By Ingrid Melander, Simon Carraud and Johnny Cotton
PARIS, May 2 (Reuters) - Far-right presidential challenger Marine Le Pen said capital controls could be used if she won the election and there was a run on banks as she negotiated France’s exit from the European Union, but stressed they were unlikely to be needed.
In an interview with Reuters ahead of Sunday’s decisive second round, Le Pen reaffirmed she wanted to take France out of the euro and said she hoped the French people would have a national currency in their pockets within two years.
Le Pen said she wanted to replace the EU single currency with another, looser type of cooperation in the form of the ECU basket of currencies that preceded the euro. That would exist alongside a national currency.
“The objective is to transform the euro ‘single currency’ into a euro ‘common currency’, going back to the ancestor of the euro, the ECU, which was an accounting unit that did not stop each country from having each its own currency,” Le Pen said.
Calling the euro a deadweight on the French economy, the National Front candidate said a new national currency would better protect French people’s savings. She accused the “establishment” of wanting to “frighten” voters into thinking otherwise.
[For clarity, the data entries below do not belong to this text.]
use crate::bytecode::assemble_error::{AssembleError, LabelProblem};
use crate::bytecode::ir::{CodeFlags, CodeObject, Instruction};
use crate::bytecode::label::Label;
use crate::bytecode::op::{Op, argspec};
use crate::bytecode::stack_check::check_code;
use crate::lang::value::Const;
use std::collections::{HashMap, HashSet};
use tracing::{debug, trace};

/// Metadata that goes into a code object next to its instructions.
#[derive(Debug, Clone, Default)]
pub struct CodeMeta {
    /// Names closed over from the enclosing scope.
    pub freevars: Vec<String>,
    /// Parameter names in call order. When `varargs` / `varkwargs` are set
    /// the last one or two names are the collecting parameters.
    pub args: Vec<String>,
    pub varargs: bool,
    pub varkwargs: bool,
    /// Give every call a fresh name namespace.
    pub newlocals: bool,
    pub name: String,
    pub firstlineno: u32,
    pub docstring: Option<String>,
    /// Reject the code if its stack grows deeper than this.
    pub max_stacksize: Option<u32>,
}

impl CodeMeta {
    pub fn new(name: impl Into<String>) -> Self {
        Self {
            name: name.into(),
            ..Self::default()
        }
    }

    pub fn args<I, S>(mut self, args: I) -> Self
    where
        I: IntoIterator<Item = S>,
        S: Into<String>,
    {
        self.args = args.into_iter().map(Into::into).collect();
        self
    }

    pub fn freevars<I, S>(mut self, freevars: I) -> Self
    where
        I: IntoIterator<Item = S>,
        S: Into<String>,
    {
        self.freevars = freevars.into_iter().map(Into::into).collect();
        self
    }

    pub fn varargs(mut self, on: bool) -> Self {
        self.varargs = on;
        self
    }

    pub fn varkwargs(mut self, on: bool) -> Self {
        self.varkwargs = on;
        self
    }

    pub fn newlocals(mut self, on: bool) -> Self {
        self.newlocals = on;
        self
    }

    pub fn first_line(mut self, line: u32) -> Self {
        self.firstlineno = line;
        self
    }

    pub fn docstring(mut self, doc: impl Into<String>) -> Self {
        self.docstring = Some(doc.into());
        self
    }

    pub fn max_stacksize(mut self, max: u32) -> Self {
        self.max_stacksize = Some(max);
        self
    }
}

/// Interned operand pools, filled in first-use order.
#[derive(Default)]
struct Pools {
    consts: Vec<Const>,
    names: Vec<String>,
    varnames: Vec<String>,
    freevars: Vec<String>,
}

impl Pools {
    fn konst(&mut self, value: &Const) -> u32 {
        match self.consts.iter().position(|c| c.same_as(value)) {
            Some(i) => i as u32,
            None => {
                self.consts.push(value.clone());
                (self.consts.len() - 1) as u32
            }
        }
    }

    fn intern(pool: &mut Vec<String>, name: &str) -> u32 {
        match pool.iter().position(|n| n == name) {
            Some(i) => i as u32,
            None => {
                pool.push(name.to_string());
                (pool.len() - 1) as u32
            }
        }
    }

    fn name(&mut self, name: &str) -> u32 {
        Self::intern(&mut self.names, name)
    }

    fn varname(&mut self, name: &str) -> u32 {
        Self::intern(&mut self.varnames, name)
    }

    fn freevar(&mut self, name: &str) -> u32 {
        Self::intern(&mut self.freevars, name)
    }
}

/// Every jump target must be placed exactly once, and every placed label
/// must be jumped to.
fn check_labels(ops: &[Op]) -> Result<(), AssembleError> {
    let mut marked: HashSet<Label> = HashSet::new();
    let mut referenced: HashSet<Label> = HashSet::new();

    for op in ops {
        if let Op::Label(label) = op {
            if !marked.insert(*label) {
                return Err(AssembleError::unresolved(*label, LabelProblem::MarkedTwice));
            }
        } else if let Some(label) = op.jump_target() {
            referenced.insert(label);
        }
    }

    for op in ops {
        match op {
            Op::Label(label) if !referenced.contains(label) => {
                return Err(AssembleError::unresolved(*label, LabelProblem::NeverReferenced));
            }
            _ => {
                if let Some(label) = op.jump_target() {
                    if !marked.contains(&label) {
                        return Err(AssembleError::unresolved(label, LabelProblem::NeverMarked));
                    }
                }
            }
        }
    }

    Ok(())
}

/// Parameter names occupy the first `varnames` slots and must be distinct.
fn check_params(args: &[String]) -> Result<(), AssembleError> {
    let mut seen: HashSet<&str> = HashSet::new();
    for name in args {
        if !seen.insert(name.as_str()) {
            return Err(AssembleError::DuplicateParameter { name: name.clone() });
        }
    }
    Ok(())
}

/// Serialize a finished instruction stream into a code object.
///
/// Labels are resolved to instruction indices, operands are interned into
/// the pools, and the stack depth of every reachable path is verified.
pub fn assemble(filename: &str, ops: &[Op], meta: CodeMeta) -> Result<CodeObject, AssembleError> {
    check_labels(ops)?;
    check_params(&meta.args)?;

    // Layout: pseudo ops take no slot.
    let mut positions: HashMap<Label, usize> = HashMap::new();
    let mut lnotab: Vec<(u32, u32)> = Vec::new();
    let mut index = 0usize;
    for op in ops {
        match op {
            Op::Label(label) => {
                positions.insert(*label, index);
            }
            Op::SetLineno(line) => match lnotab.last_mut() {
                Some(last) if last.0 as usize == index => last.1 = *line,
                Some(last) if last.1 == *line => {}
                _ => lnotab.push((index as u32, *line)),
            },
            _ => index += 1,
        }
    }

    let mut pools = Pools {
        varnames: meta.args.clone(),
        freevars: meta.freevars.clone(),
        ..Pools::default()
    };

    let mut code = Vec::with_capacity(index);
    for op in ops {
        let Some(opcode) = op.opcode() else {
            continue;
        };
        let at = code.len();

        let arg = match op {
            Op::LoadConst(value) => pools.konst(value),
            Op::LoadFast(n) | Op::StoreFast(n) | Op::DeleteFast(n) => pools.varname(n),
            Op::LoadName(n)
            | Op::StoreName(n)
            | Op::DeleteName(n)
            | Op::LoadGlobal(n)
            | Op::StoreGlobal(n)
            | Op::DeleteGlobal(n)
            | Op::LoadAttr(n)
            | Op::StoreAttr(n) => pools.name(n),
            Op::LoadDeref(n) => pools.freevar(n),
            Op::BuildTuple(n) | Op::BuildList(n) | Op::BuildMap(n) | Op::UnpackSequence(n) => *n,
            Op::MakeFunction(n) | Op::RaiseVarargs(n) => *n,
            Op::BinaryOp(bin) => bin.arg(),
            Op::CompareOp(cmp) => cmp.arg(),
            Op::CallFunction { args, kwds } | Op::CallFunctionVar { args, kwds } => {
                argspec(*args, *kwds)
            }
            _ => match op.jump_target() {
                Some(label) => {
                    // Presence was established by `check_labels`.
                    let target = positions
                        .get(&label)
                        .copied()
                        .ok_or(AssembleError::unresolved(label, LabelProblem::NeverMarked))?;
                    trace!(%label, at, target, "resolved jump");
                    if opcode.is_relative_jump() {
                        if target < at + 1 {
                            return Err(AssembleError::InvalidJump { label, at });
                        }
                        (target - at - 1) as u32
                    } else {
                        target as u32
                    }
                }
                None => 0,
            },
        };

        code.push(Instruction::new(opcode, arg));
    }

    let stacksize = check_code(&code)?;
    if let Some(max) = meta.max_stacksize {
        if stacksize > max {
            return Err(AssembleError::stack(
                format!(
                    "stack depth {} exceeds the declared maximum of {}",
                    stacksize, max
                ),
                0,
            ));
        }
    }

    // Code still resolving names dynamically needs a name namespace.
    let mut flags = CodeFlags::empty();
    if !ops.iter().any(Op::is_dynamic_name) {
        flags.insert(CodeFlags::OPTIMIZED);
    }
    if meta.newlocals {
        flags.insert(CodeFlags::NEWLOCALS);
    }
    if meta.varargs {
        flags.insert(CodeFlags::VARARGS);
    }
    if meta.varkwargs {
        flags.insert(CodeFlags::VARKEYWORDS);
    }
    if pools.freevars.is_empty() {
        flags.insert(CodeFlags::NOFREE);
    }

    let collecting = meta.varargs as usize + meta.varkwargs as usize;
    let argcount = meta.args.len().saturating_sub(collecting) as u32;

    debug!(
        name = %meta.name,
        instructions = code.len(),
        stacksize,
        consts = pools.consts.len(),
        "assembled code object"
    );

    Ok(CodeObject {
        argcount,
        nlocals: pools.varnames.len() as u32,
        stacksize,
        flags,
        code,
        consts: pools.consts,
        names: pools.names,
        varnames: pools.varnames,
        freevars: pools.freevars,
        filename: filename.to_string(),
        name: meta.name,
        firstlineno: meta.firstlineno,
        lnotab,
        docstring: meta.docstring,
    })
}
“I am convinced there won’t be any banking crisis,” Le Pen said when asked if French negotiations to quit the EU could trigger a run on French banks.
Asked if she would impose capital controls if savers nevertheless did rush to take their money out of banks, she said: “If there’s a run on banks, we could very well imagine such a solution for a few days, but I‘m telling you it won’t happen.”
Le Pen said she would launch negotiations over reforms of the EU immediately after winning, saying this would allow France to regain national sovereignty. The talks would include ditching the euro as well as regaining control of France’s borders and being able to decide French legislation alone, she said.
Those negotiations could last six to eight months, she said, after which France would hold a referendum on its EU membership.
If she were happy with the outcome of the negotiations she would recommend staying inside the bloc, she said. If not, she would urge voters to support France’s exit, following Britain’s example after its referendum last summer.
Le Pen said her first trip abroad would be to Brussels, headquarters of the EU, where she would inform leaders of EU member states of France’s intentions.
The European Commission, the bloc’s executive arm, would not be welcome at that meeting, she added.